EXERCISE DESCRIPTION —
Your response needs to be the data below, retyped exactly.

DATA TO EXAMINE —
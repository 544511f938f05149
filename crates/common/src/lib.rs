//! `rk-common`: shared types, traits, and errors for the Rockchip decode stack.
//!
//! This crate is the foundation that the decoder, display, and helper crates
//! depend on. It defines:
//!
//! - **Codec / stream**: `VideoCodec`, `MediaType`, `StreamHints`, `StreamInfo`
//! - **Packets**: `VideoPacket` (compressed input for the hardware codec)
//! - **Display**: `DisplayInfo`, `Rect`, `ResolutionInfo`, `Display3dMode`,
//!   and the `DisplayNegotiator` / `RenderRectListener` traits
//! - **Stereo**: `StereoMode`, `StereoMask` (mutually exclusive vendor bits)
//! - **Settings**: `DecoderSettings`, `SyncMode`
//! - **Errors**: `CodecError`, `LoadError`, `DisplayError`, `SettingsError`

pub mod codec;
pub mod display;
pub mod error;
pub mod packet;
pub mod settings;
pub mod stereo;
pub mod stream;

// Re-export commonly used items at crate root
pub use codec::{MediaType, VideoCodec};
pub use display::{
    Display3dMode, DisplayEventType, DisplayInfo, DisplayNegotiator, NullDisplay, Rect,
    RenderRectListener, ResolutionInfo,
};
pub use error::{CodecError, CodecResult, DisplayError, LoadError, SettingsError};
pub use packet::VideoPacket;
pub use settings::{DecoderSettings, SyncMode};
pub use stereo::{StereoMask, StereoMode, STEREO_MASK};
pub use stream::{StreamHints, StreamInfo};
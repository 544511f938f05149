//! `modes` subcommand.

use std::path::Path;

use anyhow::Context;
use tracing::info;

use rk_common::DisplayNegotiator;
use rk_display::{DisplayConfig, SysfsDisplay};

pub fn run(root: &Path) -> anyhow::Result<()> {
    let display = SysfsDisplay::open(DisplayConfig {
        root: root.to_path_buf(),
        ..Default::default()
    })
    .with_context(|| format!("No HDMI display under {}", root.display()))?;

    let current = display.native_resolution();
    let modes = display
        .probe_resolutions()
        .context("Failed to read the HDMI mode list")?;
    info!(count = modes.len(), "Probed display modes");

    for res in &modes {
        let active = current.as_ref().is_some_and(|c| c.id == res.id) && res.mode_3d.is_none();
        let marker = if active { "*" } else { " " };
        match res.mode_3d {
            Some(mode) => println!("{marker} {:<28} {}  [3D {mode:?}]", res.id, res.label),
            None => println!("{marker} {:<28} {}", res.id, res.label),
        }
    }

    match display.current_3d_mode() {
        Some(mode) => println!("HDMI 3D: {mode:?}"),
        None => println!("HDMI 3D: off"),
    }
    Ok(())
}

SOLUTION FOR THIS PROBLEM —
repository 544511f938f05149
filename crates/common/src/lib.rs
//! `rk-common`: shared types, traits, and errors for the Rockchip decode stack.
//!
//! This crate is the foundation that the decoder, display, and helper crates
//! depend on. It defines:
//!
//! - **Codec / stream**: `VideoCodec`, `MediaType`, `StreamHints`, `StreamInfo`
//! - **Packets**: `VideoPacket` (compressed input for the hardware codec)
//! - **Display**: `DisplayInfo`, `Rect`, `ResolutionInfo`, `Display3dMode`,
//!   and the `DisplayNegotiator` / `RenderRectListener` traits
//! - **Stereo**: `StereoMode`, `StereoMask` (mutually exclusive vendor bits)
//! - **Settings**: `DecoderSettings`, `SyncMode`
//! - **Errors**: `CodecError`, `LoadError`, `DisplayError`, `SettingsError`

pub mod codec;
pub mod display;
pub mod error;
pub mod packet;
pub mod settings;
pub mod stereo;
pub mod stream;

// Re-export commonly used items at crate root
pub use codec::{MediaType, VideoCodec};
pub use display::{
    Display3dMode, DisplayEventType, DisplayInfo, DisplayNegotiator, NullDisplay, Rect,
    RenderRectListener, ResolutionInfo,
};
pub use error::{CodecError, CodecResult, DisplayError, LoadError, SettingsError};
pub use packet::VideoPacket;
pub use settings::{DecoderSettings, SyncMode};
pub use stereo::{StereoMask, StereoMode, STEREO_MASK};
pub use stream::{StreamHints, StreamInfo};
repository 544511f938f05149
//! `modes` subcommand.

use std::path::Path;

use anyhow::Context;
use tracing::info;

use rk_common::DisplayNegotiator;
use rk_display::{DisplayConfig, SysfsDisplay};

pub fn run(root: &Path) -> anyhow::Result<()> {
    let display = SysfsDisplay::open(DisplayConfig {
        root: root.to_path_buf(),
        ..Default::default()
    })
    .with_context(|| format!("No HDMI display under {}", root.display()))?;

    let current = display.native_resolution();
    let modes = display
        .probe_resolutions()
        .context("Failed to read the HDMI mode list")?;
    info!(count = modes.len(), "Probed display modes");

    for res in &modes {
        let active = current.as_ref().is_some_and(|c| c.id == res.id) && res.mode_3d.is_none();
        let marker = if active { "*" } else { " " };
        match res.mode_3d {
            Some(mode) => println!("{marker} {:<28} {}  [3D {mode:?}]", res.id, res.label),
            None => println!("{marker} {:<28} {}", res.id, res.label),
        }
    }

    match display.current_3d_mode() {
        Some(mode) => println!("HDMI 3D: {mode:?}"),
        None => println!("HDMI 3D: off"),
    }
    Ok(())
}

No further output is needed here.